PROBLEM: From the data below, copy exactly the lines that lie between the one holding "value is defined." and the one holding "an SSA value.", including both, and nothing more.

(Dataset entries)
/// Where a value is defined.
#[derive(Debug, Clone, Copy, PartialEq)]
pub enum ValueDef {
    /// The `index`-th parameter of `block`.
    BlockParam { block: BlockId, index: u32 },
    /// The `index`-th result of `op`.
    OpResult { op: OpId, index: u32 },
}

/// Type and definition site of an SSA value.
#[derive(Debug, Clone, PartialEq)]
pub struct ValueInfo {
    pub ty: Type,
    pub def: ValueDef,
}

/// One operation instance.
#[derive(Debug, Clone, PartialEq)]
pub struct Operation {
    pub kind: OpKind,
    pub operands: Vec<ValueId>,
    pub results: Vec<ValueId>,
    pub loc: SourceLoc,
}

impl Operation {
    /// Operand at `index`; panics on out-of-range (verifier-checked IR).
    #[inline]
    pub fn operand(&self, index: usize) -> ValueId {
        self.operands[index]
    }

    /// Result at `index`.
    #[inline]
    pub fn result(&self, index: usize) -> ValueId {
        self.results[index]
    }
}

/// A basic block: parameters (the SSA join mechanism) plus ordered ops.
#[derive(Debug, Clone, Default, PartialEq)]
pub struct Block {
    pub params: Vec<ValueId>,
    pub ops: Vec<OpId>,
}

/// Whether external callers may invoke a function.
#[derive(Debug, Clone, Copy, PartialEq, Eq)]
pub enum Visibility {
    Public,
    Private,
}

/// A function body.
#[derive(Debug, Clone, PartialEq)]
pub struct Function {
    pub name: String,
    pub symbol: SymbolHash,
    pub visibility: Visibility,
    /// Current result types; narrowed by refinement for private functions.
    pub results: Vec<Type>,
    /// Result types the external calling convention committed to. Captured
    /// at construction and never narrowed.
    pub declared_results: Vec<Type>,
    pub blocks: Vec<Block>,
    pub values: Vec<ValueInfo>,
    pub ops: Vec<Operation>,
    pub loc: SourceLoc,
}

...

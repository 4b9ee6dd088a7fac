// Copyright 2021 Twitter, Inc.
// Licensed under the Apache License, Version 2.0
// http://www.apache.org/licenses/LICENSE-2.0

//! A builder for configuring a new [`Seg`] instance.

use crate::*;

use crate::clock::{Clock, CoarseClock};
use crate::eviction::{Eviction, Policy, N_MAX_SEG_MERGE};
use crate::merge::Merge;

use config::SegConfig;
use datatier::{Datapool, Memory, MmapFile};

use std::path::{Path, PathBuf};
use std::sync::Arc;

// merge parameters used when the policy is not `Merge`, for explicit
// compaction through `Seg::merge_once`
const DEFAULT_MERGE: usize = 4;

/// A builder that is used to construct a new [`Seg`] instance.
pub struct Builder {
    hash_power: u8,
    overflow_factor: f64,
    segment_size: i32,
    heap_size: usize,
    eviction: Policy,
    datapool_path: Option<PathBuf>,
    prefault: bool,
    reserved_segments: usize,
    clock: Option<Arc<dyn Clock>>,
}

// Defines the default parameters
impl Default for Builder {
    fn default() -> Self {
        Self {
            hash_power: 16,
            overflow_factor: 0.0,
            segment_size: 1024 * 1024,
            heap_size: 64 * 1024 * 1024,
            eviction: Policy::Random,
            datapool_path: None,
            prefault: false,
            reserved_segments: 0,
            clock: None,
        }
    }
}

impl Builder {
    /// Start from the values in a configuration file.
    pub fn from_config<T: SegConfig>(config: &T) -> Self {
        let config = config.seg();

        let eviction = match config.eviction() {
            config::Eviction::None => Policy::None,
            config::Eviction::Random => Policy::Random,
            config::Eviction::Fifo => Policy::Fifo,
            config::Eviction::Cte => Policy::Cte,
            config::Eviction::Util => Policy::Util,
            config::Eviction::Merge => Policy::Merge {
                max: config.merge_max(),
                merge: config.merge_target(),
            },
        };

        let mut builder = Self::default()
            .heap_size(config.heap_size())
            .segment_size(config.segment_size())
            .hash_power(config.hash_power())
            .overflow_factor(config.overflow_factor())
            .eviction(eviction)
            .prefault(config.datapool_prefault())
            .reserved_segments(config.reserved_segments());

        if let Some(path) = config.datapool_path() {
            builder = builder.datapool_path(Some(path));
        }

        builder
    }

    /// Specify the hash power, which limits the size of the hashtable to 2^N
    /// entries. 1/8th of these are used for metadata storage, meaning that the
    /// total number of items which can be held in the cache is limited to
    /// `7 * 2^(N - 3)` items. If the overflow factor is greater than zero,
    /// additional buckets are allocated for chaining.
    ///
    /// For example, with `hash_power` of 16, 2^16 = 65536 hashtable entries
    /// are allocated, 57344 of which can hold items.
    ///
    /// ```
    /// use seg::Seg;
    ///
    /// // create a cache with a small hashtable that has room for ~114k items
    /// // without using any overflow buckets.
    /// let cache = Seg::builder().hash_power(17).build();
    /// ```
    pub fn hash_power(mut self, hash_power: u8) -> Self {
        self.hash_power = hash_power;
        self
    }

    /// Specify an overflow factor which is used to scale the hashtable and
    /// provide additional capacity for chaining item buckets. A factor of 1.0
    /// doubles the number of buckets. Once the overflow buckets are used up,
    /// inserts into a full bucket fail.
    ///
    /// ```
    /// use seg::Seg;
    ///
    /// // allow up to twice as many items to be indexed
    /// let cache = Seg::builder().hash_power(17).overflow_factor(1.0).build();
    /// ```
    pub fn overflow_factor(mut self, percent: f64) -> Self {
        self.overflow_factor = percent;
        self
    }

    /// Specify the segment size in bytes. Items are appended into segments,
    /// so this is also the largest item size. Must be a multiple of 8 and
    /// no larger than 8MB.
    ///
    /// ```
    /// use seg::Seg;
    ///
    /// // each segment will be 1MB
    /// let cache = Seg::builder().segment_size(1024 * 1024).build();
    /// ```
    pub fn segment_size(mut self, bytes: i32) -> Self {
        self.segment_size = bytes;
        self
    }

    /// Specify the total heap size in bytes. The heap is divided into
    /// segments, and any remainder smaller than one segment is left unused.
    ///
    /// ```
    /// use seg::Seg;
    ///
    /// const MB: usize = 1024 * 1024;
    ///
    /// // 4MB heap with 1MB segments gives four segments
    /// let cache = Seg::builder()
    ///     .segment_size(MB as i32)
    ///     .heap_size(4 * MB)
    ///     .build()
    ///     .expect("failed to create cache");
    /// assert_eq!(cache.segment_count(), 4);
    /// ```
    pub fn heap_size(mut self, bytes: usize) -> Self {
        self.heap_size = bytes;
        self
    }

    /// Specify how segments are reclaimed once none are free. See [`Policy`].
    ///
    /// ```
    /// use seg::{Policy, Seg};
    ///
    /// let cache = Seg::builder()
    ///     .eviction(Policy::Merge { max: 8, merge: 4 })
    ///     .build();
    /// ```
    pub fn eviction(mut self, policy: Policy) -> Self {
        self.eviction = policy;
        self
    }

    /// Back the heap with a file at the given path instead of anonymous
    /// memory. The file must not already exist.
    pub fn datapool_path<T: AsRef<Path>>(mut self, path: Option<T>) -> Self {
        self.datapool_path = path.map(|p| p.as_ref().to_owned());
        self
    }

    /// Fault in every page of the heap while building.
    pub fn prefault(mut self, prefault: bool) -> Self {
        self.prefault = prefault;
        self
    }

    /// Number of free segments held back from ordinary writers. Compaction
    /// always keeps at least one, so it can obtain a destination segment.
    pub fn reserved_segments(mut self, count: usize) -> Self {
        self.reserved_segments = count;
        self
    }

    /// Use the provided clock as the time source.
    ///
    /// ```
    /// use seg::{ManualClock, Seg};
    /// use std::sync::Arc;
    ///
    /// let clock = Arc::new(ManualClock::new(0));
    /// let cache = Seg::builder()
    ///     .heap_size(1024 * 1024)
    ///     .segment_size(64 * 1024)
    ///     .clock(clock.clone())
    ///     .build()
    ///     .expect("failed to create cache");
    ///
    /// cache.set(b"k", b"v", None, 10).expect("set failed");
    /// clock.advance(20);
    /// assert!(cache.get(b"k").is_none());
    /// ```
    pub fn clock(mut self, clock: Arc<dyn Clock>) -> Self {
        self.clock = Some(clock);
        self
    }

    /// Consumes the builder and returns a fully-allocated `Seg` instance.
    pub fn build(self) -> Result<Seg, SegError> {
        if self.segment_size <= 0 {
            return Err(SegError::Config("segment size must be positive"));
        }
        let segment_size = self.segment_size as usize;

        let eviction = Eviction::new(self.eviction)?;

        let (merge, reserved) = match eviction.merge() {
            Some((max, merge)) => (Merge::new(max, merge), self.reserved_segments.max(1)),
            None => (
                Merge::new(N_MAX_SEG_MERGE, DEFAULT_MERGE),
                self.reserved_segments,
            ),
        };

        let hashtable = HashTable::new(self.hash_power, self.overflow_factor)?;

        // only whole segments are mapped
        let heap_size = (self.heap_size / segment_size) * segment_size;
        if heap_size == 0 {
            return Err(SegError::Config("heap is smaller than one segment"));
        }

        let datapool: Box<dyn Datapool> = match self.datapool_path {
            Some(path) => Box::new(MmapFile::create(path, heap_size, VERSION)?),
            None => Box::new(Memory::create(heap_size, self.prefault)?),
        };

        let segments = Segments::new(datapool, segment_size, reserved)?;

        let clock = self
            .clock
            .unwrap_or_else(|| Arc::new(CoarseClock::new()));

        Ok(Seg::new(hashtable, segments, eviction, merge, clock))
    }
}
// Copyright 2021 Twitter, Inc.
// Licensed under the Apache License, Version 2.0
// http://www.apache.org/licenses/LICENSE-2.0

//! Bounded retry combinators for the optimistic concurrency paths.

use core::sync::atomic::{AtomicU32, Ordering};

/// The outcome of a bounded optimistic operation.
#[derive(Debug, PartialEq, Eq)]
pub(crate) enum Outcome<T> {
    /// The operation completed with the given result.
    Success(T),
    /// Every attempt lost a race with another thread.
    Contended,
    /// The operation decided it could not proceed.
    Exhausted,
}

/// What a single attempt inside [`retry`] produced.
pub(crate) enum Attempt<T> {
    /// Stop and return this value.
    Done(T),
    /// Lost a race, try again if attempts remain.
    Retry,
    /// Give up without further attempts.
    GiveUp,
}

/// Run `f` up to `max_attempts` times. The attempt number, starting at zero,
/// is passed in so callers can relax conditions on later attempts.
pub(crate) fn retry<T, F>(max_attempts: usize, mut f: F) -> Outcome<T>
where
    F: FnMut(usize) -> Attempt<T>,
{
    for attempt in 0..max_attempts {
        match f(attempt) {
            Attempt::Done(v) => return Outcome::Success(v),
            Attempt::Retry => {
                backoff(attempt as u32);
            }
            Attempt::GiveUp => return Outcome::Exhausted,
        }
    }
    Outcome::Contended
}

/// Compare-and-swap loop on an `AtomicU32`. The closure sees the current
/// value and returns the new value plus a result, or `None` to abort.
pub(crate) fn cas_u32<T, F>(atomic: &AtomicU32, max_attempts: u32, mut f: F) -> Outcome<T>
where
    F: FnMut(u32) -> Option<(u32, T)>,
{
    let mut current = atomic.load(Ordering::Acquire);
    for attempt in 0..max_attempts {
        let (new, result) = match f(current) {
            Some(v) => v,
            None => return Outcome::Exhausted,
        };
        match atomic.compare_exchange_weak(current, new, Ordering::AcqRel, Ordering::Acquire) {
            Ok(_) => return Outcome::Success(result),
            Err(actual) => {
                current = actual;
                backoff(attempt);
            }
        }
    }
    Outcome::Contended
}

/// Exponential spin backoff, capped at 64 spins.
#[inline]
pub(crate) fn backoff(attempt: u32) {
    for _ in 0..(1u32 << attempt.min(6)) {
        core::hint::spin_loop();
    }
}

ANSWER:
/// Where a value is defined.
#[derive(Debug, Clone, Copy, PartialEq)]
pub enum ValueDef {
    /// The `index`-th parameter of `block`.
    BlockParam { block: BlockId, index: u32 },
    /// The `index`-th result of `op`.
    OpResult { op: OpId, index: u32 },
}

/// Type and definition site of an SSA value.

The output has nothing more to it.